### Task directions
Select all lines in the records that include "usize".

Saved data entries:
-- Opening Marker --

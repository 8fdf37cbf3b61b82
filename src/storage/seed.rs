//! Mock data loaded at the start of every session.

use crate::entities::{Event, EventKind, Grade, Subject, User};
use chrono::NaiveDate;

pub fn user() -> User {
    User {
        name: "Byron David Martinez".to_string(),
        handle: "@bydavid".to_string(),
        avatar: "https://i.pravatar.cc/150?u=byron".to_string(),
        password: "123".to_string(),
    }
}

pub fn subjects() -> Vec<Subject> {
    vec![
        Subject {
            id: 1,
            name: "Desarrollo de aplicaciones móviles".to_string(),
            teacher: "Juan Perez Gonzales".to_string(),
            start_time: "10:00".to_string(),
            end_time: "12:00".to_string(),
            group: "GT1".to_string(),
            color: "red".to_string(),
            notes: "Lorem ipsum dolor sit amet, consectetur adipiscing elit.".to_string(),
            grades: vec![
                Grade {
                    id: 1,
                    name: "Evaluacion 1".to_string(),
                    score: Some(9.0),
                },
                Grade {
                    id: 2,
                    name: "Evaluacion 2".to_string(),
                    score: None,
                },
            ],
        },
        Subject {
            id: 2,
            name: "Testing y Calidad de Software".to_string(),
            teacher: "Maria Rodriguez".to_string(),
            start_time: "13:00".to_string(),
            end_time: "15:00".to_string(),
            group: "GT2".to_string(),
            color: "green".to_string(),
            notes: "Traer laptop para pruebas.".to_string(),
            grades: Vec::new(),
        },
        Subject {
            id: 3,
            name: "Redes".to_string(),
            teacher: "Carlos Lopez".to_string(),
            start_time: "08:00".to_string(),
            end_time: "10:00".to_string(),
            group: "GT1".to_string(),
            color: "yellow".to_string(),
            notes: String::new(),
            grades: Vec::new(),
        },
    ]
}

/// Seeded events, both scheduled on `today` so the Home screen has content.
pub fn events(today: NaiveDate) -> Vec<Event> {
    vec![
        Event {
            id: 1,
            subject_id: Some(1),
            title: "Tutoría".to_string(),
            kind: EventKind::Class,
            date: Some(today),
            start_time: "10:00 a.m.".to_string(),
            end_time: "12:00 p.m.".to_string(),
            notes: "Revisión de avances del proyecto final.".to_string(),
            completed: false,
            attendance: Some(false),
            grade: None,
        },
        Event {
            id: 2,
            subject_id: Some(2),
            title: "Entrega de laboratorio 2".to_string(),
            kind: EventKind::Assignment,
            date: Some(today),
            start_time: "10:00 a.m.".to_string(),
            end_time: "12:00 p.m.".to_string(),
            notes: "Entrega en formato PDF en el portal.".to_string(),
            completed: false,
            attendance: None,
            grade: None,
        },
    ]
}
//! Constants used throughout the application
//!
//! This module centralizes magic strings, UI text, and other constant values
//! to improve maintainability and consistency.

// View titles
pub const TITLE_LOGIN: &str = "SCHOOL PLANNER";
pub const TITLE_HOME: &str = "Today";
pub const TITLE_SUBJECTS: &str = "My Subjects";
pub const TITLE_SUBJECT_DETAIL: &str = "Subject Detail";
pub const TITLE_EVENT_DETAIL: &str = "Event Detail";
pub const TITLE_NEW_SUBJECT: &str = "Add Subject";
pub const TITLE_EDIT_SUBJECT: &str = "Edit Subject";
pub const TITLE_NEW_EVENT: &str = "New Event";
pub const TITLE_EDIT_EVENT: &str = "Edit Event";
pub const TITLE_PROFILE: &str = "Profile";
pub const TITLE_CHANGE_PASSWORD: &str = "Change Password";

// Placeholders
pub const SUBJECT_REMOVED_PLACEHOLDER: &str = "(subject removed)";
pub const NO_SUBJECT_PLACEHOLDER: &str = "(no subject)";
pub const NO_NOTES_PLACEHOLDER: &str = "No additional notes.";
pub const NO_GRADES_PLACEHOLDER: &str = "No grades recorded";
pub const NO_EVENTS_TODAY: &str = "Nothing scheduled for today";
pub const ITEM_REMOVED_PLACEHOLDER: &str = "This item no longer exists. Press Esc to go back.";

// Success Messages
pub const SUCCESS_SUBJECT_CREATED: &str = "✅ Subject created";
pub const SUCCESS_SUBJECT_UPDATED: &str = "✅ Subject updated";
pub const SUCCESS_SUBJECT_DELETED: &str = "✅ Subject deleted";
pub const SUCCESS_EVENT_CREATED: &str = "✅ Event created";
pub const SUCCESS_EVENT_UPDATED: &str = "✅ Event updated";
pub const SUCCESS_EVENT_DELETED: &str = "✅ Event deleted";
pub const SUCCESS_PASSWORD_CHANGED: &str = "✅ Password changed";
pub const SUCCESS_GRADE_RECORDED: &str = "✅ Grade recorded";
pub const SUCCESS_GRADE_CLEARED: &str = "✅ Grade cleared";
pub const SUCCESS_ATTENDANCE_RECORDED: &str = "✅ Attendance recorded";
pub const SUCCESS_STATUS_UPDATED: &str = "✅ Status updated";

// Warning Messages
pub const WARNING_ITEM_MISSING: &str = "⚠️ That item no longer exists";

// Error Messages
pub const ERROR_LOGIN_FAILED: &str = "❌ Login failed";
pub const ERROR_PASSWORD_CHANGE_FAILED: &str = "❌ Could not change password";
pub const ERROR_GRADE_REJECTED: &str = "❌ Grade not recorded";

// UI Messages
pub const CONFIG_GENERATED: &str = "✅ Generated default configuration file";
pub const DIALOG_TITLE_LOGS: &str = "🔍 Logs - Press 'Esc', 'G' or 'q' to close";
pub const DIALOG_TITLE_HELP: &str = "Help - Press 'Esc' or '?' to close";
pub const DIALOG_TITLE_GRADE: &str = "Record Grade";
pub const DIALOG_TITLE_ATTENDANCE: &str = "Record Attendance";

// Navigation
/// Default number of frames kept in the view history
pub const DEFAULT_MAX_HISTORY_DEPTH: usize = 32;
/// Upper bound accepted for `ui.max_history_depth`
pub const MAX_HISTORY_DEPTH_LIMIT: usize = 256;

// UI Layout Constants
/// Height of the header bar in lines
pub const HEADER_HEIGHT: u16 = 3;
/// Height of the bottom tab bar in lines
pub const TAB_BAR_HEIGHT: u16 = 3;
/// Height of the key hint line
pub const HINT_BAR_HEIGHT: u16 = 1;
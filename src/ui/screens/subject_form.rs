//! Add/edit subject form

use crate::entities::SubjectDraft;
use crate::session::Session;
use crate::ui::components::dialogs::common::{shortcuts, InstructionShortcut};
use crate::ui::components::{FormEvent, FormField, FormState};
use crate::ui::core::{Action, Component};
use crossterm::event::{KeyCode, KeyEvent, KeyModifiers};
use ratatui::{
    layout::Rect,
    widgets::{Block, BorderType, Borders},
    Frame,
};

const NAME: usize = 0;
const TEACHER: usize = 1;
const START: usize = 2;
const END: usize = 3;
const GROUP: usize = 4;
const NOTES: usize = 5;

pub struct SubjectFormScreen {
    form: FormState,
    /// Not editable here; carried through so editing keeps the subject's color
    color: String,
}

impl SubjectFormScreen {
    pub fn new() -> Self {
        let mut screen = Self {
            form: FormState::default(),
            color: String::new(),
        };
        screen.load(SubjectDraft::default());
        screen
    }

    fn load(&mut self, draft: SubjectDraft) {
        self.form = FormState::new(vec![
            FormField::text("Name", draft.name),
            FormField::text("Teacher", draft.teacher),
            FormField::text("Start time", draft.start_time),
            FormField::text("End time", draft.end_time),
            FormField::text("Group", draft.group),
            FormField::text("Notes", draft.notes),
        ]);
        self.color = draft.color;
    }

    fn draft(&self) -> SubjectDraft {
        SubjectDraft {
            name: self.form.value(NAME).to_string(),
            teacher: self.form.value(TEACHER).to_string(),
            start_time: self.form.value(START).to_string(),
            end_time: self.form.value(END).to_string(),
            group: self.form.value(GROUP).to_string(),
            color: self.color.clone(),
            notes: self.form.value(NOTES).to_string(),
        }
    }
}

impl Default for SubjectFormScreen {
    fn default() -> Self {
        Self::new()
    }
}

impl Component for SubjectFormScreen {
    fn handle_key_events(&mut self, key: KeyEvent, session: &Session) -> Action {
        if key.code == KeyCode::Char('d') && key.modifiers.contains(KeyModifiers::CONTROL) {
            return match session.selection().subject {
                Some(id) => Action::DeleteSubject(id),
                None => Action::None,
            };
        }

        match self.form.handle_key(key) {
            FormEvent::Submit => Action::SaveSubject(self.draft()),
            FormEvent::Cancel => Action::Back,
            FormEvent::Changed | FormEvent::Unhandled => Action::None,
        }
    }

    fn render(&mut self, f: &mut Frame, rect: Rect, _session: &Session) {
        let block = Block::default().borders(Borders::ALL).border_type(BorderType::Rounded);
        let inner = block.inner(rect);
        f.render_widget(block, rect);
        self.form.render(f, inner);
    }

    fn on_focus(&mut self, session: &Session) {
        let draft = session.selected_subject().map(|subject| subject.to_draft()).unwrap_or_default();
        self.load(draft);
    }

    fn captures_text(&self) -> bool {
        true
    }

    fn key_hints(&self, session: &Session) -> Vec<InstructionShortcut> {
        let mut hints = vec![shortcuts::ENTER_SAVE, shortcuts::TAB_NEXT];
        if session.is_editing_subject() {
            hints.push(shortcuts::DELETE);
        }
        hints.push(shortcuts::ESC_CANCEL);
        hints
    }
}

-- Closing Marker --

### Problem solution
pub const DEFAULT_MAX_HISTORY_DEPTH: usize = 32;
pub const MAX_HISTORY_DEPTH_LIMIT: usize = 256;
const NAME: usize = 0;
const TEACHER: usize = 1;
const START: usize = 2;
const END: usize = 3;
const GROUP: usize = 4;
const NOTES: usize = 5;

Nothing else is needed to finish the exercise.